By: Anne D. Harris, Esq.
In MasTec Services Co. Inc., Case. No. 16-CA-086102 (“MasTec”), an NLRB Administrative Law Judge (“ALJ”) added an additional twist to the already controversial NLRB decision D.R. Horton Inc., 357 N.L.R.B. No. 184 (Jan. 3, 2012). In D.R. Horton, the Board decided that a mandatory arbitration agreement that precludes an employee from participating in class or collective actions violates Section 8(a)(1) of the National Labor Relations Act (“NLRA”) — a decision that has been heavily criticized. But on June 3, the ALJ in MasTec took D.R. Horton one step further, concluding that providing employees with the chance to opt out of such a provision still violates employee rights under federal law.
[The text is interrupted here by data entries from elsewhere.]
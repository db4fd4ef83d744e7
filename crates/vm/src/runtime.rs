//! The object table and the engine stores hanging off it.

mod variables;

use std::path::PathBuf;
use std::rc::Rc;

use rand::rngs::StdRng;
use rand::SeedableRng;
use slotmap::HopSlotMap;

use crate::appearance::{type_appearance, AppearanceStore};
use crate::client::ClientRegistry;
use crate::deletion::DeletionQueue;
use crate::error::{Result, RuntimeError};
use crate::list::appearance::FilterAttachments;
use crate::map::{Coord, MapStore};
use crate::matrix::Matrix;
use crate::object::{AtomRole, AtomState, DreamObject, ObjectId, ObjectKind};
use crate::query::QueryCursor;
use crate::savefile::SavefileRegistry;
use crate::tree::{BuiltinKind, ObjectTree, TypeRef};
use crate::value::Value;
use crate::vector::Vector;

#[derive(Clone, Debug)]
pub struct RuntimeConfig {
    /// Directory relative savefile names resolve against.
    pub savefile_root: PathBuf,
    /// Initial map dimensions as `(maxx, maxy, maxz)`.
    pub map_size: (u32, u32, u32),
    /// Seed for generators. Seeded from entropy when unset.
    pub seed: Option<u64>,
}

impl Default for RuntimeConfig {
    fn default() -> Self {
        RuntimeConfig {
            savefile_root: PathBuf::from("."),
            map_size: (0, 0, 0),
            seed: None,
        }
    }
}

/// Everything a running world owns.
///
/// Single-threaded: objects are reference counted without atomics and views into engine stores
/// borrow them without locks. Other threads request deletions through a
/// [`DeletionSender`](crate::deletion::DeletionSender).
pub struct Runtime {
    pub config: RuntimeConfig,
    pub tree: ObjectTree,
    pub appearances: AppearanceStore,
    pub map: MapStore,
    pub clients: ClientRegistry,
    pub(crate) savefiles: SavefileRegistry,
    pub(crate) rng: StdRng,
    pub(crate) filters: FilterAttachments,
    pub(crate) objects: HopSlotMap<ObjectId, Rc<DreamObject>>,
    pub(crate) deletions: DeletionQueue,
    pub(crate) world: ObjectId,
    global_vars: Option<ObjectId>,
    list_type: TypeRef,
}

impl Runtime {
    pub fn new(config: RuntimeConfig) -> Result<Self> {
        let tree = ObjectTree::new();
        let list_type = tree.get("/list")?;
        let world_type = tree.get("/world")?;

        let mut objects = HopSlotMap::with_key();
        let world = objects.insert(Rc::new(DreamObject::new(world_type, ObjectKind::World)));
        let rng = match config.seed {
            Some(seed) => StdRng::seed_from_u64(seed),
            None => StdRng::from_entropy(),
        };
        let map_size = config.map_size;

        let mut rt = Runtime {
            config,
            tree,
            appearances: AppearanceStore::new(),
            map: MapStore::default(),
            clients: ClientRegistry::default(),
            savefiles: SavefileRegistry::default(),
            rng,
            filters: FilterAttachments::default(),
            objects,
            deletions: DeletionQueue::new(),
            world,
            global_vars: None,
            list_type,
        };

        let area_type = rt.tree.get("/area")?;
        let default_area = rt.new_area(&area_type)?;
        rt.map.set_default_area(default_area);
        rt.resize_map(map_size)?;
        tracing::debug!(?map_size, "runtime started");
        Ok(rt)
    }

    pub fn list_type(&self) -> &TypeRef {
        &self.list_type
    }

    pub fn world(&self) -> ObjectId {
        self.world
    }

    pub(crate) fn insert_object(&mut self, object: Rc<DreamObject>) -> ObjectId {
        let ty = object.def.path.clone();
        let id = self.objects.insert(object);
        tracing::debug!(?id, %ty, "object created");
        id
    }

    /// The live object behind `id`.
    pub fn object(&self, id: ObjectId) -> Result<Rc<DreamObject>> {
        match self.objects.get(id) {
            Some(object) if !object.is_deleted() => Ok(object.clone()),
            _ => Err(RuntimeError::DeletedObject),
        }
    }

    pub fn is_alive(&self, id: ObjectId) -> bool {
        self.object(id).is_ok()
    }

    /// Every live object, in table order.
    pub fn objects(&self) -> impl Iterator<Item = (ObjectId, &Rc<DreamObject>)> + '_ {
        self.objects.iter().filter(|(_, o)| !o.is_deleted())
    }

    /// Script equality: references to deleted objects compare as `null`.
    pub fn equals(&self, lhs: &Value, rhs: &Value) -> bool {
        self.resolve(lhs) == self.resolve(rhs)
    }

    fn resolve(&self, value: &Value) -> Value {
        match value {
            Value::Object(id) if !self.is_alive(*id) => Value::Null,
            value => value.clone(),
        }
    }

    /// The text an object stringifies to.
    pub fn display_name(&self, id: ObjectId) -> String {
        let object = match self.object(id) {
            Ok(object) => object,
            Err(_) => return String::new(),
        };
        match &object.kind {
            ObjectKind::List(_) => self.list_type.path.to_string(),
            ObjectKind::Atom(_) => self
                .appearances
                .get_appearance(id)
                .name
                .as_ref()
                .map_or_else(String::new, |name| name.to_string()),
            _ => match object.variable_or_default("name") {
                Some(Value::String(name)) => name.to_string(),
                _ => object.def.path.to_string(),
            },
        }
    }

    /// `new type()` for types that need no constructor arguments.
    pub fn new_object(&mut self, def: &TypeRef) -> Result<ObjectId> {
        let kind = match def.kind {
            BuiltinKind::Datum => ObjectKind::Datum,
            BuiltinKind::List => {
                let list = self.new_list();
                return Ok(list.id());
            }
            BuiltinKind::Area => ObjectKind::Atom(AtomState::new(AtomRole::Area)),
            BuiltinKind::Movable => ObjectKind::Atom(AtomState::new(AtomRole::Movable)),
            BuiltinKind::Image => ObjectKind::Atom(AtomState::new(AtomRole::Image)),
            BuiltinKind::Matrix => ObjectKind::Matrix(Matrix::IDENTITY.into()),
            BuiltinKind::Vector => ObjectKind::Vector(Vector::default().into()),
            BuiltinKind::Query => ObjectKind::Query(QueryCursor::new().into()),
            BuiltinKind::Turf
            | BuiltinKind::Client
            | BuiltinKind::World
            | BuiltinKind::Generator
            | BuiltinKind::Savefile
            | BuiltinKind::Filter => {
                return Err(RuntimeError::invalid_arguments(format!(
                    "{} cannot be created without arguments",
                    def.path
                )))
            }
        };
        let has_appearance = def.kind.has_appearance();
        let id = self.insert_object(DreamObject::new(def.clone(), kind).into());
        if has_appearance {
            self.appearances.set_appearance(id, type_appearance(def));
        }
        Ok(id)
    }

    pub fn new_object_path(&mut self, path: &str) -> Result<ObjectId> {
        let def = self.tree.get(path)?;
        self.new_object(&def)
    }

    /// Create a turf at `coord`, replacing the turf there. Movables standing on the cell stay
    /// and now stand on the new turf.
    pub fn new_turf(&mut self, def: &TypeRef, coord: Coord) -> Result<ObjectId> {
        if def.kind != BuiltinKind::Turf {
            return Err(RuntimeError::TypeCast {
                value: def.path.to_string(),
                expected: "turf",
            });
        }
        let object = DreamObject::new(
            def.clone(),
            ObjectKind::Atom(AtomState::new(AtomRole::Turf(coord))),
        );
        let id = self.insert_object(object.into());
        self.appearances.set_appearance(id, type_appearance(def));

        if let Some(old) = self.map.set_turf(coord, id) {
            let movables = self
                .map
                .cell(coord)
                .map(|cell| cell.movables.clone())
                .unwrap_or_default();
            for movable in movables {
                if let Some(atom) = self.objects.get(movable).and_then(|o| o.atom()) {
                    atom.set_loc(Some(id));
                }
            }
            self.delete(old);
        }
        Ok(id)
    }

    pub fn new_area(&mut self, def: &TypeRef) -> Result<ObjectId> {
        if def.kind != BuiltinKind::Area {
            return Err(RuntimeError::TypeCast {
                value: def.path.to_string(),
                expected: "area",
            });
        }
        self.new_object(def)
    }

    pub fn new_matrix(&mut self, matrix: Matrix) -> Result<ObjectId> {
        let def = self.tree.get("/matrix")?;
        let object = DreamObject::new(def, ObjectKind::Matrix(matrix.into()));
        Ok(self.insert_object(object.into()))
    }

    /// The matrix a matrix object holds.
    pub fn matrix_of(&self, value: &Value) -> Option<Matrix> {
        let object = self.object(value.as_object()?).ok()?;
        match &object.kind {
            ObjectKind::Matrix(m) => Some(m.get()),
            _ => None,
        }
    }

    /// The `global.vars` list.
    pub fn global_vars(&mut self) -> Result<Value> {
        if let Some(id) = self.global_vars.filter(|id| self.is_alive(*id)) {
            return Ok(Value::Object(id));
        }
        let list = self.new_list_with(crate::list::vars::GlobalVarsList);
        self.global_vars = Some(list.id());
        Ok(list.value())
    }
}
MasTec, the employer at the center of the ALJ’s decision, required employees to sign a form in which they acknowledged that they would be bound to a dispute-resolution policy set forth in the employee handbook. That policy required employees to resolve any disputes through individual arbitration, and further prevented employees from seeking redress for any claims through collective or class-action lawsuits. However, MasTec allowed employees to opt out of the dispute-resolution policy if they did so on a separate form provided by the company within thirty days of receiving the employee handbook. Additionally, unlike in D.R. Horton, MasTec’s policy authorized employees to bring claims to administrative agencies.
Arguably, MasTec’s dispute-resolution policy was more “employee-friendly” than the one at issue in D.R. Horton; after all, the policy in D.R. Horton did not allow employees to opt out, if they so wished. Nevertheless, the ALJ concluded that “an employer may not lawfully require its employees to affirmatively act (opt out, in writing, within thirty days of receipt of the Employee Handbook) in order to obtain or maintain these rights.” As the ALJ explained, employees who did opt out would be precluded from engaging in protected concerted activity by virtue of their inability to cooperate with employees who did not opt-out, and thus would be disadvantaged. Furthermore, the ALJ continued, even though MasTec had instituted a method for obtaining and returning opt-out forms so as to prevent management from learning the identities of those employees who chose to opt-out, employees may be reluctant to exercise their opt out rights for fear of reprisals by MasTec.
The ALJ’s decision in MasTec demonstrates a continued desire to follow the much-maligned decision in D.R. Horton, and an intention to extend D.R. Horton‘s reach to include non-mandatory arbitration agreements. Careful consideration should continue to be given to any arbitration agreements issued to employees.